WORK TO BE COMPLETED: Write the records out again in full, word for word.

_ _ _ _ _

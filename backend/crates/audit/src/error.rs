//! Audit Error Types

use axum::http::StatusCode;
use axum::response::{IntoResponse, Response};
use kernel::error::{app_error::AppError, kind::ErrorKind};
use thiserror::Error;

pub type AuditResult<T> = Result<T, AuditError>;

#[derive(Debug, Error)]
pub enum AuditError {
    #[error("Audit log not found")]
    LogNotFound,

    /// The ledger node refused or could not be reached
    #[error("Anchoring failed: {0}")]
    Anchor(String),

    #[error(transparent)]
    App(#[from] AppError),

    #[error("Database error: {0}")]
    Database(#[from] sqlx::Error),

    #[error("Internal error: {0}")]
    Internal(String),
}

impl AuditError {
    pub fn kind(&self) -> ErrorKind {
        match self {
            AuditError::LogNotFound => ErrorKind::NotFound,
            AuditError::Anchor(_) => ErrorKind::ServiceUnavailable,
            AuditError::App(e) => e.kind(),
            AuditError::Database(_) | AuditError::Internal(_) => ErrorKind::InternalServerError,
        }
    }

    pub fn status_code(&self) -> StatusCode {
        StatusCode::from_u16(self.kind().status_code()).unwrap_or(StatusCode::INTERNAL_SERVER_ERROR)
    }

    fn log(&self) {
        match self {
            AuditError::Database(e) => tracing::error!(error = %e, "Audit database error"),
            AuditError::Internal(msg) => tracing::error!(message = %msg, "Audit internal error"),
            AuditError::Anchor(msg) => tracing::warn!(message = %msg, "Anchor call failed"),
            AuditError::App(e) if e.is_server_error() => {
                tracing::error!(error = ?e, "Audit internal error")
            }
            _ => tracing::debug!(error = %self, "Audit error"),
        }
    }
}

impl IntoResponse for AuditError {
    fn into_response(self) -> Response {
        self.log();
        match self {
            AuditError::App(e) => e.into_response(),
            other => AppError::new(other.kind(), other.to_string()).into_response(),
        }
    }
}
//! Infrastructure Layer
//!
//! Database implementations and external service integrations.

#[cfg(test)]
pub mod memory;
pub mod postgres;

pub use postgres::PgAuthRepository;
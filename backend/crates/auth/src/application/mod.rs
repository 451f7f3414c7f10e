//! Application Layer
//!
//! Use cases and application services.

pub mod check_session;
pub mod cleanup;
pub mod config;
pub mod credentials;
pub mod delete_account;
pub mod email_change;
pub mod mfa_bootstrap;
pub mod password_reset;
pub mod session_token;
pub mod sign_in;
pub mod sign_out;
pub mod sign_up;
pub mod totp_setup;

// Re-exports
pub use check_session::CheckSessionUseCase;
pub use cleanup::{CleanupReport, cleanup_now, run_cleanup};
pub use config::AuthConfig;
pub use delete_account::DeleteAccountUseCase;
pub use email_change::EmailChangeUseCase;
pub use mfa_bootstrap::{IssuedBootstrapToken, MfaBootstrapUseCase, RedeemedBootstrap};
pub use password_reset::PasswordResetUseCase;
pub use sign_in::{SignInInput, SignInOutput, SignInUseCase, SignedIn};
pub use sign_out::SignOutUseCase;
pub use sign_up::{SignUpInput, SignUpOutput, SignUpUseCase};
pub use totp_setup::{TotpSetupOutput, TotpSetupUseCase};
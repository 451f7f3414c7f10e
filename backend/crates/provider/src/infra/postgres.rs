//! PostgreSQL Repository Implementation

use chrono::{DateTime, Utc};
use kernel::id::{AppointmentId, CategoryId, ProviderId, ServiceAreaId};
use sqlx::PgPool;
use uuid::Uuid;

use crate::domain::entity::appointment::Appointment;
use crate::domain::entity::catalog::{Category, ServiceArea};
use crate::domain::entity::provider::{Provider, ProviderProfile};
use crate::domain::repository::{AppointmentParty, ProviderFilter, ProviderRepository};
use crate::domain::value_object::{AppointmentStatus, ProviderStatus};
use crate::error::{ProviderError, ProviderResult};

/// `exclusion_violation`; raised by the confirmed-slot constraint
const EXCLUSION_VIOLATION: &str = "23P01";

const PROVIDER_COLUMNS: &str = r#"
    p.provider_id,
    p.owner_id,
    p.business_name,
    p.description,
    p.category_id,
    p.contact_phone,
    p.status,
    p.created_at,
    p.updated_at,
    ARRAY(
        SELECT psa.area_id FROM provider_service_areas psa
        WHERE psa.provider_id = p.provider_id
        ORDER BY psa.position
    ) AS service_area_ids
"#;

const APPOINTMENT_COLUMNS: &str = r#"
    appointment_id,
    provider_id,
    customer_id,
    scheduled_at,
    duration_minutes,
    notes,
    status,
    created_at,
    updated_at
"#;

#[derive(Clone)]
pub struct PgProviderRepository {
    pool: PgPool,
}

impl PgProviderRepository {
    pub fn new(pool: PgPool) -> Self {
        Self { pool }
    }
}

fn area_uuids(ids: &[ServiceAreaId]) -> Vec<Uuid> {
    ids.iter().map(|id| *id.as_uuid()).collect()
}

/// Map constraint violations raised by a write onto domain errors
fn write_error(e: sqlx::Error, on_unique: ProviderError) -> ProviderError {
    match e {
        sqlx::Error::Database(db) if db.is_unique_violation() => on_unique,
        sqlx::Error::Database(db) if db.is_foreign_key_violation() => {
            ProviderError::UnknownReference("reference")
        }
        sqlx::Error::Database(db) if db.code().as_deref() == Some(EXCLUSION_VIOLATION) => {
            ProviderError::SlotTaken
        }
        other => other.into(),
    }
}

_ _ _ _ _

TASK SOLUTION:
filename backend/crates/audit/src/error.rs
//! Audit Error Types

use axum::http::StatusCode;
use axum::response::{IntoResponse, Response};
use kernel::error::{app_error::AppError, kind::ErrorKind};
use thiserror::Error;

pub type AuditResult<T> = Result<T, AuditError>;

#[derive(Debug, Error)]
pub enum AuditError {
    #[error("Audit log not found")]
    LogNotFound,

    /// The ledger node refused or could not be reached
    #[error("Anchoring failed: {0}")]
    Anchor(String),

    #[error(transparent)]
    App(#[from] AppError),

    #[error("Database error: {0}")]
    Database(#[from] sqlx::Error),

    #[error("Internal error: {0}")]
    Internal(String),
}

impl AuditError {
    pub fn kind(&self) -> ErrorKind {
        match self {
            AuditError::LogNotFound => ErrorKind::NotFound,
            AuditError::Anchor(_) => ErrorKind::ServiceUnavailable,
            AuditError::App(e) => e.kind(),
            AuditError::Database(_) | AuditError::Internal(_) => ErrorKind::InternalServerError,
        }
    }

    pub fn status_code(&self) -> StatusCode {
        StatusCode::from_u16(self.kind().status_code()).unwrap_or(StatusCode::INTERNAL_SERVER_ERROR)
    }

    fn log(&self) {
        match self {
            AuditError::Database(e) => tracing::error!(error = %e, "Audit database error"),
            AuditError::Internal(msg) => tracing::error!(message = %msg, "Audit internal error"),
            AuditError::Anchor(msg) => tracing::warn!(message = %msg, "Anchor call failed"),
            AuditError::App(e) if e.is_server_error() => {
                tracing::error!(error = ?e, "Audit internal error")
            }
            _ => tracing::debug!(error = %self, "Audit error"),
        }
    }
}

impl IntoResponse for AuditError {
    fn into_response(self) -> Response {
        self.log();
        match self {
            AuditError::App(e) => e.into_response(),
            other => AppError::new(other.kind(), other.to_string()).into_response(),
        }
    }
}
//! Infrastructure Layer
//!
//! Database implementations and external service integrations.

#[cfg(test)]
pub mod memory;
pub mod postgres;

pub use postgres::PgAuthRepository;
filename backend/crates/auth/src/application/mod.rs
repository 451f7f3414c7f10e
//! Application Layer
//!
//! Use cases and application services.

pub mod check_session;
pub mod cleanup;
pub mod config;
pub mod credentials;
pub mod delete_account;
pub mod email_change;
pub mod mfa_bootstrap;
pub mod password_reset;
pub mod session_token;
pub mod sign_in;
pub mod sign_out;
pub mod sign_up;
pub mod totp_setup;

// Re-exports
pub use check_session::CheckSessionUseCase;
pub use cleanup::{CleanupReport, cleanup_now, run_cleanup};
pub use config::AuthConfig;
pub use delete_account::DeleteAccountUseCase;
pub use email_change::EmailChangeUseCase;
pub use mfa_bootstrap::{IssuedBootstrapToken, MfaBootstrapUseCase, RedeemedBootstrap};
pub use password_reset::PasswordResetUseCase;
pub use sign_in::{SignInInput, SignInOutput, SignInUseCase, SignedIn};
pub use sign_out::SignOutUseCase;
pub use sign_up::{SignUpInput, SignUpOutput, SignUpUseCase};
pub use totp_setup::{TotpSetupOutput, TotpSetupUseCase};
repository 451f7f3414c7f10e
filename backend/crates/provider/src/infra/postgres.rs
//! PostgreSQL Repository Implementation

use chrono::{DateTime, Utc};
use kernel::id::{AppointmentId, CategoryId, ProviderId, ServiceAreaId};
use sqlx::PgPool;
use uuid::Uuid;

use crate::domain::entity::appointment::Appointment;
use crate::domain::entity::catalog::{Category, ServiceArea};
use crate::domain::entity::provider::{Provider, ProviderProfile};
use crate::domain::repository::{AppointmentParty, ProviderFilter, ProviderRepository};
use crate::domain::value_object::{AppointmentStatus, ProviderStatus};
use crate::error::{ProviderError, ProviderResult};

/// `exclusion_violation`; raised by the confirmed-slot constraint
const EXCLUSION_VIOLATION: &str = "23P01";

const PROVIDER_COLUMNS: &str = r#"
    p.provider_id,
    p.owner_id,
    p.business_name,
    p.description,
    p.category_id,
    p.contact_phone,
    p.status,
    p.created_at,
    p.updated_at,
    ARRAY(
        SELECT psa.area_id FROM provider_service_areas psa
        WHERE psa.provider_id = p.provider_id
        ORDER BY psa.position
    ) AS service_area_ids
"#;

const APPOINTMENT_COLUMNS: &str = r#"
    appointment_id,
    provider_id,
    customer_id,
    scheduled_at,
    duration_minutes,
    notes,
    status,
    created_at,
    updated_at
"#;

#[derive(Clone)]
pub struct PgProviderRepository {
    pool: PgPool,
}

impl PgProviderRepository {
    pub fn new(pool: PgPool) -> Self {
        Self { pool }
    }
}

fn area_uuids(ids: &[ServiceAreaId]) -> Vec<Uuid> {
    ids.iter().map(|id| *id.as_uuid()).collect()
}

/// Map constraint violations raised by a write onto domain errors
fn write_error(e: sqlx::Error, on_unique: ProviderError) -> ProviderError {
    match e {
        sqlx::Error::Database(db) if db.is_unique_violation() => on_unique,
        sqlx::Error::Database(db) if db.is_foreign_key_violation() => {
            ProviderError::UnknownReference("reference")
        }
        sqlx::Error::Database(db) if db.code().as_deref() == Some(EXCLUSION_VIOLATION) => {
            ProviderError::SlotTaken
        }
        other => other.into(),
    }
}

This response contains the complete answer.